Source data ▸
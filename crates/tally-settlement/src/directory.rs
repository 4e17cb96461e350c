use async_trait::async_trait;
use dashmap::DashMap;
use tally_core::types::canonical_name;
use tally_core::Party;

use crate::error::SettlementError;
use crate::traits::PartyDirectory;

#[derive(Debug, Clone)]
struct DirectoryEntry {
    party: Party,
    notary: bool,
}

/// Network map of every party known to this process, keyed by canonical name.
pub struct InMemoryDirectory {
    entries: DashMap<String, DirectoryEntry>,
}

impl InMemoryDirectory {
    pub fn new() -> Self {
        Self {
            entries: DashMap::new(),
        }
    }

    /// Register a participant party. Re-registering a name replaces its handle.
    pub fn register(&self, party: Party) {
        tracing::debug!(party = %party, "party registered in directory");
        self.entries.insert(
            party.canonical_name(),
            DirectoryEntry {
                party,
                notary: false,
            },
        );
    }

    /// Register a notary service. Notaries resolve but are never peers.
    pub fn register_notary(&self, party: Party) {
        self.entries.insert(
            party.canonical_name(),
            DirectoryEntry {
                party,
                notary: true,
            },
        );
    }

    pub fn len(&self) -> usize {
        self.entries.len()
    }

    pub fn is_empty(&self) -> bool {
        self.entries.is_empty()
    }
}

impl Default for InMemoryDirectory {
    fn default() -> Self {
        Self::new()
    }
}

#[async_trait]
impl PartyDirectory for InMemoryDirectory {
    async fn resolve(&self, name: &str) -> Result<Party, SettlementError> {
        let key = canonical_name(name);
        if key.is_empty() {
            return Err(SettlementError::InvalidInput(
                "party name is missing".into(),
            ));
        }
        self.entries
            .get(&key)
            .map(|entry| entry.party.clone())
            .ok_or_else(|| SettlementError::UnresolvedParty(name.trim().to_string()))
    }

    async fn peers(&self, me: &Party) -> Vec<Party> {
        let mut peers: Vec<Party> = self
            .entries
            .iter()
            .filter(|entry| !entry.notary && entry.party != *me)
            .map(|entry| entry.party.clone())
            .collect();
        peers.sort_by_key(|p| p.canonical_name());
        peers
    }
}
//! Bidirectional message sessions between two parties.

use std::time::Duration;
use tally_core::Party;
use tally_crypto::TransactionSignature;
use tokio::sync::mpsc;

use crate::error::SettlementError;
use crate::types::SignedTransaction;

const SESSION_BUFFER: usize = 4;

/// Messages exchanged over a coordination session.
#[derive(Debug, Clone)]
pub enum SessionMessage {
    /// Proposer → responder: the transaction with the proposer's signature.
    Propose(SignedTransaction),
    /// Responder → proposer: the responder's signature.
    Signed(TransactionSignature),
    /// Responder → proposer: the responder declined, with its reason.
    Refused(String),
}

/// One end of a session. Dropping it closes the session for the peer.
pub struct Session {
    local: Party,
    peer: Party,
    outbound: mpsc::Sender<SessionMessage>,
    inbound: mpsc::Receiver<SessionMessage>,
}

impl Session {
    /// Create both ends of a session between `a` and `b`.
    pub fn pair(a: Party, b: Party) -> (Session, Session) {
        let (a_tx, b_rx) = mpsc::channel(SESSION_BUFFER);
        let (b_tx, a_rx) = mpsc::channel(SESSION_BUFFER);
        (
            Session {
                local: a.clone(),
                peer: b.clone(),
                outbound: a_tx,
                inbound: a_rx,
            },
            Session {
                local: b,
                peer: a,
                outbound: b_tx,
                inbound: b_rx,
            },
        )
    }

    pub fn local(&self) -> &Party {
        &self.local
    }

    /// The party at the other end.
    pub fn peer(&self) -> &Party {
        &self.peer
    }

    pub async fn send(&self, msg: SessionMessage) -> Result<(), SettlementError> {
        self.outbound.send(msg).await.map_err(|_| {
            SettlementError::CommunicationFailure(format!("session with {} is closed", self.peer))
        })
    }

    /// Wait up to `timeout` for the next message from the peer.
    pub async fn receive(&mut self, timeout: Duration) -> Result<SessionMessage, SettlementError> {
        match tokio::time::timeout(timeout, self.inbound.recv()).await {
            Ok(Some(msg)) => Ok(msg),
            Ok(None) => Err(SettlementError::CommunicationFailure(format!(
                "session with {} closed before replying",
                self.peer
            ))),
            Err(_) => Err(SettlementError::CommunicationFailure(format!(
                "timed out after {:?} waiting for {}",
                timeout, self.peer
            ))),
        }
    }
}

---

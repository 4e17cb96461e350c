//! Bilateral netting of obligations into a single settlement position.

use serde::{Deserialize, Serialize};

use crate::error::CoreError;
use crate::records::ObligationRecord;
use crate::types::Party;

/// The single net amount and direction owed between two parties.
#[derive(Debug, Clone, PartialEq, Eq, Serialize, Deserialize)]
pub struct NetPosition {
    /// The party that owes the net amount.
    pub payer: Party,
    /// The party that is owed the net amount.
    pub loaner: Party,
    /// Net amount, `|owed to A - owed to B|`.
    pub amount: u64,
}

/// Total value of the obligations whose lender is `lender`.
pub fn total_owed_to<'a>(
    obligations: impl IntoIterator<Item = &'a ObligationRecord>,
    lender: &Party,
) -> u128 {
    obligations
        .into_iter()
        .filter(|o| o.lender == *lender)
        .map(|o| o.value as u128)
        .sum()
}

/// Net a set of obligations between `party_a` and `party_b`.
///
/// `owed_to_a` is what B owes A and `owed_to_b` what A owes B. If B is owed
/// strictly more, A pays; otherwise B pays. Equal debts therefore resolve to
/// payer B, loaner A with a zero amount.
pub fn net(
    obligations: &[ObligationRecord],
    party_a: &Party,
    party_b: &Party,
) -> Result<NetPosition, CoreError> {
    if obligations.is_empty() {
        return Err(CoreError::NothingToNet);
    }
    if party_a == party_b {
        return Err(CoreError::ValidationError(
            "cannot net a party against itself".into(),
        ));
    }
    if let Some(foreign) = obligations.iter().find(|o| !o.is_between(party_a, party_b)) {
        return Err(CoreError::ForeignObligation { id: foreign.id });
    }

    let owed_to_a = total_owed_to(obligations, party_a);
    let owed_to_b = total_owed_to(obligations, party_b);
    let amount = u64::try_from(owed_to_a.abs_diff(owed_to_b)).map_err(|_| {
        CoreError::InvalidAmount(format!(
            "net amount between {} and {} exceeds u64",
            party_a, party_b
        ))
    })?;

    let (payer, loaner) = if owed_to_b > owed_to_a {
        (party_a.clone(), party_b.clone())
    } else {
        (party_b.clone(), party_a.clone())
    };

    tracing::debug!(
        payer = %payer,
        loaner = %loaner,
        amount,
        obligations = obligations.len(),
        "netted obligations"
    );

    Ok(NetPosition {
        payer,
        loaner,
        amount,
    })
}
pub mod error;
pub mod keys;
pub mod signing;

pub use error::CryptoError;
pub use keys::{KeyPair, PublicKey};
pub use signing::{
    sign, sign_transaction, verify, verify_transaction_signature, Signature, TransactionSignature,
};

What you have to do ▸ In the entries above, find the line with "fn default() ->" and the line with "entry.party != *me)", then restate word for word both of them and every line between, with nothing more.

Answer box ▸
    fn default() -> Self {
        Self::new()
    }
}

#[async_trait]
impl PartyDirectory for InMemoryDirectory {
    async fn resolve(&self, name: &str) -> Result<Party, SettlementError> {
        let key = canonical_name(name);
        if key.is_empty() {
            return Err(SettlementError::InvalidInput(
                "party name is missing".into(),
            ));
        }
        self.entries
            .get(&key)
            .map(|entry| entry.party.clone())
            .ok_or_else(|| SettlementError::UnresolvedParty(name.trim().to_string()))
    }

    async fn peers(&self, me: &Party) -> Vec<Party> {
        let mut peers: Vec<Party> = self
            .entries
            .iter()
            .filter(|entry| !entry.notary && entry.party != *me)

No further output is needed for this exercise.